Acting military commander (born 1954)

Murat Karayılan (Mirad Qarayîlan; born 5 June 1954), also nicknamed Cemal, is one of the co-founders of the Kurdistan Workers' Party (PKK). He became the PKK's acting leader after its original founder and leader, Abdullah Öcalan, was captured in 1999 by Turkish intelligence agents. In 2014, he left the PKK leader position and was assigned as the new commander-in-chief of the PKK's armed wing, the People's Defence Forces.

==Biography==
Karayılan was born on 5 June 1954, in Birecik, Şanlıurfa, Karayılan finished his studies at a vocational college of machinery and joined the Kurdistan Workers' Party (PKK) in 1979. He was active in his native province of Şanlıurfa until he fled to Syria at the time of the 1980 Turkish coup d'état. He called on Kurds to stop serving in the military of Turkey, stop paying taxes and stop using the Turkish language.

Karayılan was among the PKK leadership accused of narcotic trafficking by the United States Office of Foreign Assets Control on 14 October 2009.

On 13 December 2016, the Mardin 1st Criminal Court of Peace issued a detention warrant for Karayılan and Duran Kalkan, another PKK commander, as part of an investigation into the killing of the Kaymakam of Derik, Muhammet Fatih Safitürk.

In March 2017, there were reports of a failed assassination attempt against Karayılan, but it was unclear as to whether the attempt was made by Turkish forces or a group within the PKK.

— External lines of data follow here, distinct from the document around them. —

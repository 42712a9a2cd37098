//! GCP resource handle
//!
//! One listed GCP object. Filterable through the configured rules, removable
//! with a DELETE, and Waitable when its type deletes asynchronously.

use super::dispatch;
use super::filter::{self, FilterRule};
use super::registry::ResourceDef;
use crate::gcp::client::GcpClient;
use crate::gcp::http::is_not_found;
use crate::gcp::operation::{wait_for_operation, Operation};
use crate::nuke::{Filterable, Resource, Waitable};
use anyhow::{Context, Result};
use async_trait::async_trait;
use std::collections::BTreeMap;
use std::fmt;
use std::sync::{Arc, Mutex};
use std::time::Duration;

pub struct GcpResource {
    def: &'static ResourceDef,
    client: Arc<GcpClient>,
    name: String,
    location: Option<String>,
    labels: BTreeMap<String, String>,
    rules: Arc<Vec<FilterRule>>,
    poll_interval: Duration,
    /// Operation URL of the last triggered delete
    operation: Mutex<Option<String>>,
}

impl GcpResource {
    pub fn new(
        def: &'static ResourceDef,
        client: Arc<GcpClient>,
        name: String,
        location: Option<String>,
        labels: BTreeMap<String, String>,
        rules: Arc<Vec<FilterRule>>,
        poll_interval: Duration,
    ) -> Self {
        Self {
            def,
            client,
            name,
            location,
            labels,
            rules,
            poll_interval,
            operation: Mutex::new(None),
        }
    }

    pub fn name(&self) -> &str {
        &self.name
    }

    pub fn location(&self) -> Option<&str> {
        self.location.as_deref()
    }

    fn set_operation(&self, url: Option<String>) {
        *self.operation.lock().unwrap_or_else(|e| e.into_inner()) = url;
    }

    fn pending_operation(&self) -> Option<String> {
        self.operation
            .lock()
            .unwrap_or_else(|e| e.into_inner())
            .clone()
    }
}

impl fmt::Display for GcpResource {
    fn fmt(&self, f: &mut fmt::Formatter<'_>) -> fmt::Result {
        match &self.location {
            Some(location) => write!(f, "{}/{}", location, self.name),
            None => f.write_str(&self.name),
        }
    }
}

#[async_trait]
impl Resource for GcpResource {
    fn resource_type(&self) -> &str {
        &self.def.key
    }

    async fn remove(&self) -> Result<()> {
        self.set_operation(None);

        let response = match dispatch::execute_delete(
            self.def,
            &self.client,
            &self.name,
            self.location.as_deref(),
        )
        .await
        {
            Ok(response) => response,
            Err(e) if is_not_found(&e) => {
                tracing::debug!("{} {} is already gone", self.def.key, self);
                return Ok(());
            },
            Err(e) => return Err(e),
        };

        if !self.def.async_delete {
            return Ok(());
        }

        let operation = Operation::from_value(&response)
            .with_context(|| format!("Delete of {} returned no operation", self.name))?;
        if operation.is_done() {
            if let Some(message) = operation.error {
                return Err(anyhow::anyhow!("operation {} failed: {}", operation.name, message));
            }
            return Ok(());
        }

        let url = dispatch::operation_url(
            self.def,
            &self.client,
            self.location.as_deref(),
            &operation.name,
        )?;
        self.set_operation(Some(url));
        Ok(())
    }

    fn as_filterable(&self) -> Option<&dyn Filterable> {
        Some(self)
    }

    fn as_waitable(&self) -> Option<&dyn Waitable> {
        if self.def.async_delete {
            Some(self)
        } else {
            None
        }
    }
}

impl Filterable for GcpResource {
    fn filter(&self) -> Result<()> {
        filter::check(self.def, &self.name, &self.labels, &self.rules)
    }
}

#[async_trait]
impl Waitable for GcpResource {
    async fn wait(&self) -> Result<()> {
        let Some(url) = self.pending_operation() else {
            return Ok(());
        };

        wait_for_operation(&self.client, &url, self.poll_interval).await
    }
}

Karayılan and two other PKK leaders were wanted by the government of the United States and the government of Turkey; the PKK is considered a terrorist organization by the United States European Union and Turkey. PKK-affiliated groups operating in Iraq have been accused by human rights organisations of recruiting child soldiers.

From 28 October 2015, he was in the red category of the "most wanted terrorists" list published by the Ministry of Interior of the Republic of Turkey. The Ministry offered a reward of up to 10 million ₺ for his capture.

Murat Karayilan was also the author of a book called Bir Savaşın Anatomisi (Anatomy of War).